Infraestructura estratégica: el desafío que México debe resolver para sostener su boom turístico
El turismo en México vive un crecimiento constante impulsado por visitantes internacionales, inversión extranjera y nuevos destinos en expansión. Sin embargo, este dinamismo enfrenta un factor decisivo para mantenerse en el tiempo: la infraestructura. Aeropuertos saturados, carreteras insuficientes y servicios básicos bajo presión son retos que podrían frenar uno de los sectores que más impulsa la economía nacional.
Además de generar alrededor del 9% del PIB, el turismo produce entre uno y dos de cada diez empleos en el país. Solo en 2023 la inversión extranjera directa turística rondó los 3,000 millones de dólares, un indicio del atractivo que mantienen los destinos mexicanos. Pero mientras el flujo de visitantes crece, la infraestructura pública y social no avanza al mismo ritmo, generando rezagos críticos para ciudades que dependen de esta actividad.
Destinos como Los Cabos, Mérida y Puerto Escondido representan tres ejemplos de cómo el desarrollo turístico y urbano está estrechamente ligado a la capacidad aeroportuaria, la movilidad y la disponibilidad de agua. En Baja California Sur, por ejemplo, Los Cabos recibe más de tres millones de pasajeros al año con una sola pista aérea. Para evitar la saturación, se proyecta construir una segunda pista entre 2025 y 2029, junto con la ampliación de sus puertas de abordaje. La movilidad también enfrenta presión, por lo que obras como la Glorieta de las Mujeres Libres buscan mejorar la circulación en zonas de alto tráfico. A la par, proyectos hidráulicos como la presa El Novillo reflejan la urgencia de asegurar agua para el crecimiento urbano y turístico.
En Mérida, la modernización del aeropuerto y la operación del Tren Maya impulsan su atractivo logístico y cultural. La ciudad expande su conectividad aérea y terrestre, mientras crecen actividades turísticas basadas en experiencias comunitarias, gastronomía y exploración arqueológica. Puerto Escondido, por su parte, vive una transformación tras la inauguración de la autopista que reduce tiempos de traslado desde Oaxaca. El aumento del turismo ya motivó la ampliación de su aeropuerto y detonó nuevos proyectos hoteleros y residenciales.
El Pacífico también muestra avances con la ampliación del aeropuerto de Puerto Vallarta y la integración de corredores turísticos en Nayarit. Casos como Punta Mita evidencian cómo la inversión privada puede impulsar infraestructura que después se vuelve clave para toda la región.
Pese a los avances, especialistas advierten que los tiempos de ejecución son el mayor obstáculo. El Mundial de la FIFA 2026, que traerá un aumento significativo de visitantes, ha acelerado la entrega de recursos para obras clave, aunque la proximidad del evento también limita la capacidad de ejecución. Ciudades como Guadalajara, Monterrey, Puebla y Toluca mantienen proyectos de movilidad y conectividad, pero la burocracia y los calendarios de inversión siguen siendo un desafío.

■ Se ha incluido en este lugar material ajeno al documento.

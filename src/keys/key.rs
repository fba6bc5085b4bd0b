use chrono::{DateTime, Utc};
use serde::{Deserialize, Serialize};

/// What a crypto key protects.
#[derive(Debug, Clone, Copy, PartialEq, Eq, Hash, Serialize, Deserialize)]
#[serde(rename_all = "SCREAMING_SNAKE_CASE")]
pub enum KeyUsage {
    Encryption,
    Hmac,
}

/// Operator-issued rotation directive. A key carries at most one.
#[derive(Debug, Clone, Copy, PartialEq, Eq, Serialize, Deserialize)]
#[serde(rename_all = "SCREAMING_SNAKE_CASE")]
pub enum RekeyMode {
    /// Promote this key to standard use; move every record onto it.
    KeyOn,
    /// Retire this key; move every record off it.
    KeyOff,
}

/// Opaque versioned cipher document attached to a key.
///
/// Only the fields this crate understands are typed; everything else is
/// preserved in `extra` so older and newer writers can share a key store.
#[derive(Debug, Clone, Default, Serialize, Deserialize)]
#[serde(rename_all = "camelCase")]
pub struct KeyConfiguration {
    #[serde(default, skip_serializing_if = "Option::is_none")]
    pub algorithm: Option<String>,

    #[serde(default, skip_serializing_if = "Option::is_none")]
    pub mode: Option<String>,

    #[serde(default, skip_serializing_if = "Option::is_none")]
    pub padding: Option<String>,

    /// Key size in bits.
    #[serde(default, skip_serializing_if = "Option::is_none")]
    pub key_size: Option<u32>,

    /// GCM authentication tag length in bits.
    #[serde(default, skip_serializing_if = "Option::is_none")]
    pub gcm_tag_length: Option<u32>,

    /// Base64 key material, present only in the software-keystore form.
    /// HSM-backed deployments leave this empty and resolve material behind
    /// their own `EncryptionService`.
    #[serde(default, skip_serializing_if = "Option::is_none")]
    pub key_material: Option<String>,

    #[serde(default, skip_serializing_if = "Option::is_none")]
    pub version: Option<u32>,

    #[serde(flatten)]
    pub extra: serde_json::Map<String, serde_json::Value>,
}

/// A tenant's encryption or HMAC key as the key store describes it.
///
/// Identity is `id`; the configuration document says how to use the key.
#[derive(Debug, Clone, Serialize, Deserialize)]
#[serde(rename_all = "camelCase")]
pub struct CryptoKey {
    pub id: String,

    #[serde(rename = "type")]
    pub key_type: String,

    pub usage: KeyUsage,

    pub configuration: KeyConfiguration,

    #[serde(default, skip_serializing_if = "Option::is_none")]
    pub key_start_time: Option<DateTime<Utc>>,

    pub tenant_id: String,

    /// `None` means the key is in steady state.
    #[serde(default, skip_serializing_if = "Option::is_none")]
    pub rekey_mode: Option<RekeyMode>,

    /// Mandatory in a healthy key store; the scheduler treats `None` as a
    /// hard misconfiguration and skips the tenant.
    #[serde(default, skip_serializing_if = "Option::is_none")]
    pub created_date: Option<DateTime<Utc>>,
}

impl CryptoKey {
    pub fn is_key_on(&self) -> bool {
        self.rekey_mode == Some(RekeyMode::KeyOn)
    }

    pub fn is_key_off(&self) -> bool {
        self.rekey_mode == Some(RekeyMode::KeyOff)
    }

    /// True when the key was created at or before `cutoff`. Keys without a
    /// creation date never pass.
    pub fn created_at_or_before(&self, cutoff: DateTime<Utc>) -> bool {
        matches!(self.created_date, Some(d) if d <= cutoff)
    }
}

/// Most recently created ENCRYPTION key for a tenant, ignoring keys without
/// a creation date.
pub fn current_encryption_key<'a>(keys: &'a [CryptoKey], tenant_id: &str) -> Option<&'a CryptoKey> {
    keys.iter()
        .filter(|k| k.tenant_id == tenant_id && k.usage == KeyUsage::Encryption)
        .filter(|k| k.created_date.is_some())
        .max_by_key(|k| k.created_date)
}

Otro punto crítico es la infraestructura social. En destinos altamente demandados como Los Cabos, existen aún colonias sin pavimentación, acceso limitado al agua o servicios de salud insuficientes. Este rezago afecta tanto a residentes como a trabajadores del sector turístico y, según especialistas, influye también en las decisiones de inversión de extranjeros y desarrolladores.
El equilibrio entre infraestructura y crecimiento turístico será determinante para el futuro del país. Aeropuertos, carreteras, obras hidráulicas y servicios públicos deben expandirse al mismo ritmo que la llegada de visitantes. Expertos coinciden en que la colaboración público-privada será clave para garantizar obras eficientes y sostenibles que permitan a México mantener su competitividad global.

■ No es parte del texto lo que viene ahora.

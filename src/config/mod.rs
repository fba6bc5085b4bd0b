//! Runtime tuning for caches and the rekey scheduler.
//!
//! Settings are plain serde structs supplied programmatically; every field
//! has a default so partial documents deserialize cleanly.

pub mod settings;

pub use settings::{CacheSettings, RekeySettings};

El reto no es menor: el turismo continúa en ascenso y, con él, la presión sobre ciudades que deben atender simultáneamente las necesidades de residentes, inversionistas y viajeros. La infraestructura, más que una condición técnica, se convierte así en el eje que definirá si México puede continuar aprovechando su potencial turístico sin comprometer su calidad de vida y desarrollo urbano.